Article in English | ScienceDirect | ID: covidwho-2176348


Following the paucity of empirical studies on the effects of economic policy uncertainty (EPU) on global retail energy markets and the need to reassess the markets for the prevalence of rockets and feathers effect and rent-seeking behavior by retailers during the Covid-19 pandemic, we studied the asymmetric response of the markets to changes in EPU and crude oil costs. We estimated nonlinear autoregressive distributed lag models over the period 2004 M11-2020 M6 using data for global and domestic EPUs as well as gasoline, automotive diesel, domestic heating oil, industrial fuel oil and crude oil markets. We find that rising uncertainty significantly increases retail energy prices both in the short-run and long-run, especially in UK, Japan and Europe.
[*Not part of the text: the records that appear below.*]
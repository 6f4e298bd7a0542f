//! 过滤规则
//!
//! 在计算指纹之前应用，被排除的条目既不会被哈希，也不会被当作“已删除”。

use crate::config::FilterConfig;
use crate::core::path;
use crate::error::{Result, SyncError};
use regex::Regex;

/// 单条 glob 规则
#[derive(Debug, Clone)]
struct Glob {
    re: Regex,
    /// 模式含 `/` 时匹配完整路径，否则只匹配名称
    full_path: bool,
}

/// 编译后的过滤规则
#[derive(Debug, Clone)]
pub struct FilterRules {
    skip_dotfiles: bool,
    skip_symlinks: bool,
    skip_dirs: Vec<Glob>,
    skip_files: Vec<Glob>,
    max_file_size: u64,
    ignore_marker: Option<String>,
    sync_list: Vec<String>,
}

impl Default for FilterRules {
    fn default() -> Self {
        Self {
            skip_dotfiles: false,
            skip_symlinks: true,
            skip_dirs: vec![],
            skip_files: vec![],
            max_file_size: 0,
            ignore_marker: None,
            sync_list: vec![],
        }
    }
}

/// 把 glob 转为正则
///
/// `**` 跨目录，`*` 和 `?` 不跨目录。不含 `/` 的模式只匹配名称，
/// 含 `/` 的模式匹配完整相对路径。
fn compile_glob(pattern: &str) -> Result<Glob> {
    let trimmed = pattern.trim_matches('/');
    let mut re = String::from("(?i)^");
    let mut chars = trimmed.chars().peekable();
    while let Some(c) = chars.next() {
        match c {
            '*' if chars.peek() == Some(&'*') => {
                chars.next();
                re.push_str(".*");
            }
            '*' => re.push_str("[^/]*"),
            '?' => re.push_str("[^/]"),
            c => re.push_str(&regex::escape(&c.to_string())),
        }
    }
    re.push('$');
    let re = Regex::new(&re)
        .map_err(|e| SyncError::Config(format!("无效的过滤模式 {:?}: {}", pattern, e)))?;
    Ok(Glob {
        re,
        full_path: trimmed.contains('/'),
    })
}

fn matches_any(patterns: &[Glob], rel_path: &str) -> bool {
    let name = path::file_name(rel_path);
    patterns.iter().any(|glob| {
        if glob.full_path {
            glob.re.is_match(rel_path)
        } else {
            glob.re.is_match(name)
        }
    })
}

impl FilterRules {
    pub fn from_config(config: &FilterConfig) -> Result<Self> {
        let compile_all = |patterns: &[String]| -> Result<Vec<Glob>> {
            patterns.iter().map(|p| compile_glob(p)).collect()
        };

        Ok(Self {
            skip_dotfiles: config.skip_dotfiles,
            skip_symlinks: config.skip_symlinks,
            skip_dirs: compile_all(&config.skip_dirs)?,
            skip_files: compile_all(&config.skip_files)?,
            max_file_size: config.max_file_size,
            ignore_marker: config
                .ignore_marker
                .as_ref()
                .filter(|m| !m.is_empty())
                .cloned(),
            sync_list: config
                .sync_list
                .iter()
                .map(|p| path::normalize_path(p))
                .filter(|p| !p.is_empty())
                .collect(),
        })
    }

    pub fn skip_symlinks(&self) -> bool {
        self.skip_symlinks
    }

    pub fn ignore_marker(&self) -> Option<&str> {
        self.ignore_marker.as_deref()
    }

    fn is_dotfile(&self, rel_path: &str) -> bool {
        self.skip_dotfiles && path::file_name(rel_path).starts_with('.')
    }

    /// 白名单：自身或祖先在列表中；目录是列表项的祖先时也要放行，否则无法遍历到
    fn sync_list_allows(&self, rel_path: &str, is_folder: bool) -> bool {
        if self.sync_list.is_empty() {
            return true;
        }
        self.sync_list.iter().any(|allowed| {
            rel_path == allowed
                || path::is_within(rel_path, allowed)
                || (is_folder && path::is_within(allowed, rel_path))
        })
    }

    /// 目录是否被排除（只看这一层）
    pub fn excludes_dir(&self, rel_path: &str) -> bool {
        self.is_dotfile(rel_path)
            || matches_any(&self.skip_dirs, rel_path)
            || !self.sync_list_allows(rel_path, true)
    }

    /// 文件是否被排除（只看这一层），`size` 未知时不做大小检查
    pub fn excludes_file(&self, rel_path: &str, size: Option<u64>) -> bool {
        if self.is_dotfile(rel_path) || matches_any(&self.skip_files, rel_path) {
            return true;
        }
        if let Some(size) = size {
            if self.max_file_size > 0 && size > self.max_file_size {
                return true;
            }
        }
        !self.sync_list_allows(rel_path, false)
    }

    /// 完整路径检查：任一祖先目录被排除，自身也被排除
    pub fn excludes_path(&self, rel_path: &str, is_folder: bool) -> bool {
        if path::ancestors(rel_path).any(|dir| self.excludes_dir(dir)) {
            return true;
        }
        if is_folder {
            self.excludes_dir(rel_path)
        } else {
            self.excludes_file(rel_path, None)
        }
    }
}

#[cfg(test)]
mod tests {
    use super::*;

    fn rules(config: FilterConfig) -> FilterRules {
        FilterRules::from_config(&config).unwrap()
    }

    #[test]
    fn test_default_skip_files() {
        let r = rules(FilterConfig::default());
        assert!(r.excludes_file("docs/~lock.docx", None));
        assert!(r.excludes_file("a/b/c.TMP", None));
        assert!(r.excludes_file(".DS_Store", None));
        assert!(!r.excludes_file("docs/report.docx", None));
    }

    #[test]
    fn test_dotfiles_and_dirs() {
        let r = rules(FilterConfig {
            skip_dotfiles: true,
            skip_dirs: vec!["node_modules".into(), "build/**".into()],
            ..Default::default()
        });
        assert!(r.excludes_dir(".git"));
        assert!(r.excludes_dir("web/node_modules"));
        assert!(r.excludes_dir("build/out"));
        assert!(!r.excludes_dir("src"));
        assert!(r.excludes_path("web/node_modules/x/y.js", false));
        assert!(r.excludes_path("a/.hidden/file.txt", false));
        assert!(!r.excludes_path("a/visible/file.txt", false));
    }

    #[test]
    fn test_max_size() {
        let r = rules(FilterConfig {
            max_file_size: 100,
            ..Default::default()
        });
        assert!(r.excludes_file("big.bin", Some(101)));
        assert!(!r.excludes_file("big.bin", Some(100)));
        assert!(!r.excludes_file("big.bin", None));
    }

    #[test]
    fn test_sync_list() {
        let r = rules(FilterConfig {
            sync_list: vec!["Documents/Work".into()],
            ..Default::default()
        });
        // 祖先目录必须可遍历
        assert!(!r.excludes_dir("Documents"));
        assert!(!r.excludes_dir("Documents/Work"));
        assert!(!r.excludes_file("Documents/Work/a.txt", None));
        assert!(r.excludes_file("Documents/notes.txt", None));
        assert!(r.excludes_dir("Pictures"));
        assert!(r.excludes_path("Pictures/x.jpg", false));
    }

    #[test]
    fn test_special_chars_are_literal() {
        let r = rules(FilterConfig {
            skip_files: vec!["a+b(1).txt".into()],
            ..Default::default()
        });
        assert!(r.excludes_file("x/a+b(1).txt", None));
        assert!(!r.excludes_file("x/aab1.txt", None));
    }
}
The asymmetric patterns show that many of the markets respond more to rising uncertainty than declining uncertainty, suggesting the prevalence of the "fear of the unknown”. Our results also showed significant evidence of rockets and feathers effect in all the countries, except Canada. Furthermore, the likelihood of rent-seeking by retailers was observed in the diesel and domestic heating oil markets in Italy, UK, and France. The study concluded that these findings have important policy implications, particularly as they relate to consumer welfare, antitrust policies and stability of the policy environment.